RECORDS FOR PROCESSING:
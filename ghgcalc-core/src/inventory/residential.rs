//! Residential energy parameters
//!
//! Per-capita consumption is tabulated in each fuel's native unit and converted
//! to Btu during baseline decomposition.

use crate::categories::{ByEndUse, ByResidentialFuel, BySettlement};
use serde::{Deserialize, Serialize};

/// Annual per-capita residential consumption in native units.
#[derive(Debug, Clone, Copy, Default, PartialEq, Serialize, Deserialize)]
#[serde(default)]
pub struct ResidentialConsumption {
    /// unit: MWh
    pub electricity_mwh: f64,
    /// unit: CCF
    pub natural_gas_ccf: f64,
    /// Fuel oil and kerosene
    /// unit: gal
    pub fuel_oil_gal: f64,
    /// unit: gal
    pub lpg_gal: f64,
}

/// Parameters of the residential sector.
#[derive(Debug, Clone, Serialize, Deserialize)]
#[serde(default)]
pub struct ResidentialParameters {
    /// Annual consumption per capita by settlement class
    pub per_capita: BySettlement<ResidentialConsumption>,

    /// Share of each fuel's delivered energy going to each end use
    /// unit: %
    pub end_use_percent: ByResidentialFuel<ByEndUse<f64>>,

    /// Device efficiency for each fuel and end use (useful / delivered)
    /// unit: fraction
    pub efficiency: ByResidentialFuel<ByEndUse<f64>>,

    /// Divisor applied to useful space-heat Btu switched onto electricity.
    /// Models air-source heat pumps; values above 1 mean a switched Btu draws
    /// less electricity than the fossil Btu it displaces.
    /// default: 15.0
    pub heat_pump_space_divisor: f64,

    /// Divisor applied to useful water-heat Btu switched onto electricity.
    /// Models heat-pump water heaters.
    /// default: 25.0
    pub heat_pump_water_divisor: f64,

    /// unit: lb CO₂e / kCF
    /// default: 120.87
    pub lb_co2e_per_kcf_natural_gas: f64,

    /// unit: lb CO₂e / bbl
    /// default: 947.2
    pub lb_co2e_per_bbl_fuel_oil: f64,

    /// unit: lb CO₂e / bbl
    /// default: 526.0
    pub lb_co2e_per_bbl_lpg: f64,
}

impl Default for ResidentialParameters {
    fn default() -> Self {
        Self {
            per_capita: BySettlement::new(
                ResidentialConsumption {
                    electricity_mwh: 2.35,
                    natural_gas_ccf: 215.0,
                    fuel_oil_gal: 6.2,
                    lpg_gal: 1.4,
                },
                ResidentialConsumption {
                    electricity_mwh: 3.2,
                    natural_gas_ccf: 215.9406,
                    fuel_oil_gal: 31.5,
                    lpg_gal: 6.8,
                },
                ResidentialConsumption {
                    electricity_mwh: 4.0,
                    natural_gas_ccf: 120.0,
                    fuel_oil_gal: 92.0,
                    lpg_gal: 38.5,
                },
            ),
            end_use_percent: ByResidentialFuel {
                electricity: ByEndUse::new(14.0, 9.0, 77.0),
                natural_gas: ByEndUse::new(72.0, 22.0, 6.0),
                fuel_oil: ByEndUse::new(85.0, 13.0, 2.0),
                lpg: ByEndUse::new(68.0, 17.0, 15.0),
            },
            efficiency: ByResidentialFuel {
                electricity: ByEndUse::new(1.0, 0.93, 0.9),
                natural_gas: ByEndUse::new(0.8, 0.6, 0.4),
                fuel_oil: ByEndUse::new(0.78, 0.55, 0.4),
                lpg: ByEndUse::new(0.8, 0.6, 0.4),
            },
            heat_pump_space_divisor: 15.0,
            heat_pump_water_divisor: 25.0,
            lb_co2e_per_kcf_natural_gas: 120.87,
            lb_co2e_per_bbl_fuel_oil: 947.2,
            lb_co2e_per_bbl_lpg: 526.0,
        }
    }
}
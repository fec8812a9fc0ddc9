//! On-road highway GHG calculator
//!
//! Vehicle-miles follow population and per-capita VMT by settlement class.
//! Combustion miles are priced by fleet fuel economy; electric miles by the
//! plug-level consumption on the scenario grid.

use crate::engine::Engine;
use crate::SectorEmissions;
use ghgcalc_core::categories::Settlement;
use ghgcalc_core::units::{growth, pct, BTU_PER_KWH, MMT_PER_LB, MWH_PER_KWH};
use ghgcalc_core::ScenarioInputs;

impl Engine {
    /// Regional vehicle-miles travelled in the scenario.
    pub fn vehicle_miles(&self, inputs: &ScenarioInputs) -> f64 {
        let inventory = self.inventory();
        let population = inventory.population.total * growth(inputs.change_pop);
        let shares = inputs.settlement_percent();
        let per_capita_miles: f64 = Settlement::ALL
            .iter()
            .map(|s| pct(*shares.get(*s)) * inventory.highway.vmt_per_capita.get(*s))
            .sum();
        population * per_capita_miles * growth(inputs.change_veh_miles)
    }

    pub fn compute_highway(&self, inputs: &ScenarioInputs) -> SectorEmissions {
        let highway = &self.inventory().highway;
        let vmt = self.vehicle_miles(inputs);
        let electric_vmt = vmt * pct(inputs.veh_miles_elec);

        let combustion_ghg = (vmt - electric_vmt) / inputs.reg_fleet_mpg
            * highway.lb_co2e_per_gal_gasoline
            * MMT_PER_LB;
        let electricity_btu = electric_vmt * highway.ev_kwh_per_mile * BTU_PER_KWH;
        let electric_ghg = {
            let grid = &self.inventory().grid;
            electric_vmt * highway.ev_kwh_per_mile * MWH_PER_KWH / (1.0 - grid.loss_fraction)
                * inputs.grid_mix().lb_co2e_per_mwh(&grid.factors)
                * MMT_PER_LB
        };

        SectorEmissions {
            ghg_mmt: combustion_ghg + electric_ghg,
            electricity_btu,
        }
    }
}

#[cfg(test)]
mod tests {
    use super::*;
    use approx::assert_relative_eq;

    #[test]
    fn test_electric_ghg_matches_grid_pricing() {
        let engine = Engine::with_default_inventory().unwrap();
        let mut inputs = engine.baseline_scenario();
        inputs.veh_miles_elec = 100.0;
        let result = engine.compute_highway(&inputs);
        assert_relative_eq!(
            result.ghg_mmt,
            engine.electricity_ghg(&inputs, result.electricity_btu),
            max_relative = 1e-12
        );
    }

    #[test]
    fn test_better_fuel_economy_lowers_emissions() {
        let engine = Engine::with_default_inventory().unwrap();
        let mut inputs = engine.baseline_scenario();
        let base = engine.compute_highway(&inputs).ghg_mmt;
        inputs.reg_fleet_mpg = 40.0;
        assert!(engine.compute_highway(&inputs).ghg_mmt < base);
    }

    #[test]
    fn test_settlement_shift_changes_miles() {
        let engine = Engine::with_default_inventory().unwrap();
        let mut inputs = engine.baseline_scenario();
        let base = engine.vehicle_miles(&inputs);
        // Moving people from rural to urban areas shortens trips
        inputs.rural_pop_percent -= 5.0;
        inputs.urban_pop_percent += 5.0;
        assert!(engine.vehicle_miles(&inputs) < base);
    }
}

---

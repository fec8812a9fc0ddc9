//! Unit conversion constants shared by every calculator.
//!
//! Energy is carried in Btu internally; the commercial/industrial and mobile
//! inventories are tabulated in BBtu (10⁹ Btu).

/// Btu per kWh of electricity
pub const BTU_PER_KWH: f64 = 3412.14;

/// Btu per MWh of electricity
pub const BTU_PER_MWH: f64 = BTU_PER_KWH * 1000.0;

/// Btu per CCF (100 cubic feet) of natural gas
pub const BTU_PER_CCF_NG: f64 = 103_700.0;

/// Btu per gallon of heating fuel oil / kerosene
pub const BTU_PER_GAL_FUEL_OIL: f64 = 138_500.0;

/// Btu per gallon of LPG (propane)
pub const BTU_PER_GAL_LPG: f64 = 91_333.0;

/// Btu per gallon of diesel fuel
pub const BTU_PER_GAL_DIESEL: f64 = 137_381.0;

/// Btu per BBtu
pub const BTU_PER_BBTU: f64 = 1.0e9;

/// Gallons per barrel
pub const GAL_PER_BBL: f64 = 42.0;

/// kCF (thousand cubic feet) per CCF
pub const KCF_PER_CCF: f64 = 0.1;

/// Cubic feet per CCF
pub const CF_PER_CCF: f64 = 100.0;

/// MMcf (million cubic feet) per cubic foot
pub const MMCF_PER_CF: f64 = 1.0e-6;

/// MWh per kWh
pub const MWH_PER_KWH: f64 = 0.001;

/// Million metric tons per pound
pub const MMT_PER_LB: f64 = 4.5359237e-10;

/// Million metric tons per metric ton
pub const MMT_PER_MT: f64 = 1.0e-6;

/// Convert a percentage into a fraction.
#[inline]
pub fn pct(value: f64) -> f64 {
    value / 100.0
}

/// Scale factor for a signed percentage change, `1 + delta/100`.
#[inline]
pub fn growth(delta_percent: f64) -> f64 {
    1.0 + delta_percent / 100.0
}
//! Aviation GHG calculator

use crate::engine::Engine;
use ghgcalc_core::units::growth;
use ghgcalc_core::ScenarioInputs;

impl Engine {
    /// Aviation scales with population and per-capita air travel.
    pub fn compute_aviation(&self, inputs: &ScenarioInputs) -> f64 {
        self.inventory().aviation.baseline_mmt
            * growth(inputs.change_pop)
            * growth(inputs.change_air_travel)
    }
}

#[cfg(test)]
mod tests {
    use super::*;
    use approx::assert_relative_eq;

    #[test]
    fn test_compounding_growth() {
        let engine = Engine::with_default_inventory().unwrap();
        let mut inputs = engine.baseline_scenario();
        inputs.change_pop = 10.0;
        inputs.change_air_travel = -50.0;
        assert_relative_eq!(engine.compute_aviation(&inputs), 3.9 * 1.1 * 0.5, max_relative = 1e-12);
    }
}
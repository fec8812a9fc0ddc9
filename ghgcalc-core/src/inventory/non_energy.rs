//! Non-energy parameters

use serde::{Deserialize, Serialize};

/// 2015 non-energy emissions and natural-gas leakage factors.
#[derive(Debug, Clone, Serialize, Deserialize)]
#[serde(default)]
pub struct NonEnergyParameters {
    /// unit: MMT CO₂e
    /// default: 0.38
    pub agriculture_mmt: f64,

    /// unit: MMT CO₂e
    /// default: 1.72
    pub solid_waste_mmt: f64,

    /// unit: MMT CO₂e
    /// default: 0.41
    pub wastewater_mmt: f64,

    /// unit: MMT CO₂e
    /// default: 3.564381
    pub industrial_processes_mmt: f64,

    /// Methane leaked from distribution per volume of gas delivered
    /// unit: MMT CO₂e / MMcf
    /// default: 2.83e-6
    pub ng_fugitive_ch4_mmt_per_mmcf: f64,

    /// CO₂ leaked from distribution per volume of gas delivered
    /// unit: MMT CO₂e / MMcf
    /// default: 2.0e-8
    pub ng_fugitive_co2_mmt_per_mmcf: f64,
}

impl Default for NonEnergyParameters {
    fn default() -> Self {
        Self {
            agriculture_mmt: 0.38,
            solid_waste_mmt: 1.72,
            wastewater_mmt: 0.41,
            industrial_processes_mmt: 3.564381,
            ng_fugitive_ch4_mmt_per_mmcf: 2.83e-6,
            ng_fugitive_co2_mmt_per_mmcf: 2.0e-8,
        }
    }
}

ASSIGNMENT: Each line above holding the word "ResidentialParameters" counts; reply with how many there are, only the number.

ANSWER TO THIS TASK: 2